# Do you have 3.6 absorbing hobbies?



## HoneyNut (Jul 3, 2021)

I watched a YouTube video that said that the happiest retirees have 3.6 absorbing hobbies.   
My plan is to retire soon (sometime between next month and next March).  I hope to "slow travel" (tho still uncertain how to make it affordable and practicable with a cat), and I don't see how I could develop more hobbies while doing that.
My ideas for hobbies are in their infancy.  I bought a couple microscopes some years ago but other than spending quite a number of hours staring at interesting tiny things scooped up in puddle-water I didn't get much into it.  I can't really see myself carrying microscopes on travels and studying puddle-life in various places.
I am kind of fascinated by the Mark Rober creative engineering online class, though I am not sure I would have the patience for attention to detail which I suspect it needs.
In fact I am extraordinary bad at any physical attention to detail, when I cook (rarely) I don't have the patience to measure ingredients and substitute ingredients (and then wonder why the product turns out so poorly! ha).   If I measure something I get a different size everytime and just feel all tense and frustrated trying to measure things (I'm thinking the baseboards that I still haven't tried to cut to size to finish a project that has sat for more than a year).
My attempts at gardening don't do well (except in 2010 when I was out of work and still young enough to crawl around for hours weeding).  I am trying this year to have vegetables in pots on my deck but impatiently put the whole package of seeds in pots, so now I have masses of squash plants, pea plants, cucumber plants and bean plants, but they require a ton of watering and so far only one little squash and one little cucumber.  Lots of leaves and blooms though.

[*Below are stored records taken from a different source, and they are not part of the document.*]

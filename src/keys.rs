use openfhe::cxx::UniquePtr;
use openfhe::ffi;

pub struct PublicKey {
    pub(crate) pk: UniquePtr<ffi::PublicKeyDCRTPoly>,
}

pub struct SecretKey {
    pub(crate) sk: UniquePtr<ffi::PrivateKeyDCRTPoly>,
}

/// Key pair from `CryptoContext::key_gen`. Evaluation keys stay inside the
/// OpenFHE context that generated them.
pub struct KeyPair {
    pub public_key: PublicKey,
    pub secret_key: SecretKey,
}

impl KeyPair {
    pub(crate) fn from_ffi(kp: &ffi::KeyPairDCRTPoly) -> Self {
        KeyPair {
            public_key: PublicKey { pk: kp.GetPublicKey() },
            secret_key: SecretKey { sk: kp.GetPrivateKey() },
        }
    }
}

So everybody, please tell me about your hobbies, how many do you have, are you passionate about them, did you start them after retiring?  Please tell all!


----------



## Keesha (Jul 3, 2021)

3.6 hobbies?? 
Far more.
I have sewing, woodworking, woodcarving, painting, ( water colour and acrylics ), baking, saxophone playing, keyboards and vocals, gardening, needle point, and hair jewelry making. Oh and I dabble in photography but it’s not actually a hobby.

The only hobby I started when I retired was hair jewelry making . My entire life, I have had plenty of hobbies. In fact, I probably have too many hobbies if there is such a thing. Lol

Creative engineering flies right over my head. I’m not quite that intelligent but good for you if you like it. To each their own.

And YES I’m passionate about ALL my hobbies. That’s why I chose them.


----------



## hollydolly (Jul 3, 2021)

Well there's lots  of crafters & musicians on here, I'm none of those... but my passion is photography. I didn't wait until after retirement to start taking pictures, but I spend more time doing it now...

I'm a passionate reader as well,  of Non fiction... I soak up facts and information...

I love the internet, I use it like a musician uses  the black keys on a   piano... .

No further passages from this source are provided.